- IOC code: CYP
- NOC: Cyprus Olympic Committee

in Seoul
- Competitors: 9 in 4 sports
- Flag bearer: Mikhalakis Tymbios
- Medals: Gold 0 Silver 0 Bronze 0 Total 0

Summer Olympics appearances (overview)
- 1980; 1984; 1988; 1992; 1996; 2000; 2004; 2008; 2012; 2016; 2020; 2024;

= Cyprus at the 1988 Summer Olympics =

Cyprus competed at the 1988 Summer Olympics in Seoul, South Korea.

==Competitors==
The following is the list of number of competitors in the Games.

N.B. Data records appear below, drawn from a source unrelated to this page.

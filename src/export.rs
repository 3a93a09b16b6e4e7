//! CSV tables handed to downstream consumers
//!
//! Column names are fixed; the attention-analysis tools join on
//! `sentence` and `rule`. All output is UTF-8.

use crate::classifier::ClassificationRecord;
use crate::extractor::PairRecord;
use crate::pattern::Labels;
use std::io;
use thiserror::Error;

pub const CLASSIFICATION_COLUMNS: [&str; 4] = ["sentence", "rule", "governante", "dependente"];

pub const PAIR_COLUMNS: [&str; 7] = [
    "Sentence ID",
    "Sentence",
    "Pattern",
    "Origin Token",
    "Origin ID",
    "Destination Token",
    "Destination ID",
];

pub const TOKENS_TO_CHECK_COLUMNS: [&str; 5] = [
    "sentence",
    "rule",
    "token_origem",
    "token_destino",
    "tokens_to_check",
];

#[derive(Debug, Error)]
pub enum ExportError {
    #[error("Export error: {0}")]
    Csv(#[from] csv::Error),

    #[error("Export error: {0}")]
    Io(#[from] io::Error),

    #[error("Export error: output is not UTF-8: {0}")]
    Utf8(#[from] std::string::FromUtf8Error),
}

/// `tokens_to_check` cell: a two-element list of quoted forms, as the
/// downstream reader expects it (`['"foi"', '"vista"']`)
pub fn tokens_to_check_cell(origin: &str, destination: &str) -> String {
    format!("['\"{}\"', '\"{}\"']", origin, destination)
}

/// Classification table, one row per classified sentence
///
/// Unclassified records are skipped.
pub fn write_classification_table<W: io::Write>(
    writer: W,
    records: &[ClassificationRecord],
    labels: Labels,
) -> Result<(), ExportError> {
    let mut wtr = csv::Writer::from_writer(writer);
    wtr.write_record(CLASSIFICATION_COLUMNS)?;

    for record in records.iter().filter(|r| r.rule.is_classified()) {
        wtr.write_record([
            record.sentence.as_str(),
            record.rule.label(labels),
            record.governor_form(labels),
            record.dependent.as_str(),
        ])?;
    }

    wtr.flush()?;
    Ok(())
}

/// Pair table, one row per extracted pair
pub fn write_pair_table<W: io::Write>(
    writer: W,
    pairs: &[PairRecord],
    labels: Labels,
) -> Result<(), ExportError> {
    let mut wtr = csv::Writer::from_writer(writer);
    wtr.write_record(PAIR_COLUMNS)?;

    for pair in pairs {
        wtr.write_record([
            pair.sentence_id.as_str(),
            pair.sentence.as_str(),
            pair.pattern.label(labels),
            pair.origin_form.as_str(),
            pair.origin_id.to_string().as_str(),
            pair.destination_form.as_str(),
            pair.destination_id.to_string().as_str(),
        ])?;
    }

    wtr.flush()?;
    Ok(())
}

/// Renamed pair table consumed by the attention-analysis tools
pub fn write_tokens_to_check<W: io::Write>(
    writer: W,
    pairs: &[PairRecord],
    labels: Labels,
) -> Result<(), ExportError> {
    let mut wtr = csv::Writer::from_writer(writer);
    wtr.write_record(TOKENS_TO_CHECK_COLUMNS)?;

    for pair in pairs {
        wtr.write_record([
            pair.sentence.as_str(),
            pair.pattern.label(labels),
            pair.origin_form.as_str(),
            pair.destination_form.as_str(),
            tokens_to_check_cell(&pair.origin_form, &pair.destination_form).as_str(),
        ])?;
    }

    wtr.flush()?;
    Ok(())
}

pub fn classification_csv(
    records: &[ClassificationRecord],
    labels: Labels,
) -> Result<String, ExportError> {
    let mut buf = Vec::new();
    write_classification_table(&mut buf, records, labels)?;
    Ok(String::from_utf8(buf)?)
}

pub fn pair_csv(pairs: &[PairRecord], labels: Labels) -> Result<String, ExportError> {
    let mut buf = Vec::new();
    write_pair_table(&mut buf, pairs, labels)?;
    Ok(String::from_utf8(buf)?)
}

/// The hand-off file, or `None` when there are no pairs and nothing
/// should be written
pub fn tokens_to_check_csv(
    pairs: &[PairRecord],
    labels: Labels,
) -> Result<Option<String>, ExportError> {
    if pairs.is_empty() {
        return Ok(None);
    }
    let mut buf = Vec::new();
    write_tokens_to_check(&mut buf, pairs, labels)?;
    Ok(Some(String::from_utf8(buf)?))
}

| Sport | Men | Women | Total |
|---|---|---|---|
| Athletics | 2 | 2 | 4 |
| Judo | 2 | – | 2 |
| Sailing | 2 | 0 | 2 |
| Shooting | 1 | 0 | 1 |
| Total | 7 | 2 | 9 |

==Results by event==
===Athletics===
Men's 800 metres:
- Spyros Spyrou — Round 1: 3:34:32, Semifinals: 3:43.49

Men's 1500 metres:
- Spyros Spyrou — Round 1: 1:49.84

Men's triple jump:
- Marios Hadjiandreou — Preliminary: 15.95 metres (did not advance)

Women's long jump:
- Maria Lambrou Teloni — Preliminary: 6.29 metres (did not advance)

Women's 3 000 metres:
- Andri Avraam — Round 1: 9:02.18 (did not advance)

Women's 10 000 metres:
- Andri Avraam — Preliminary: 32:59.30 min (did not advance)

Women's Marathon
- Katerina Pratsi — did not finish (→ no ranking)

===Judo===
Men's Competition:
- Michalis Skouroumounis
- Elias Ioannou

===Sailing===
Men's Double-Handed Dinghy (470)
- Christos Christoforou, Andreas Karapatakis - (27th place)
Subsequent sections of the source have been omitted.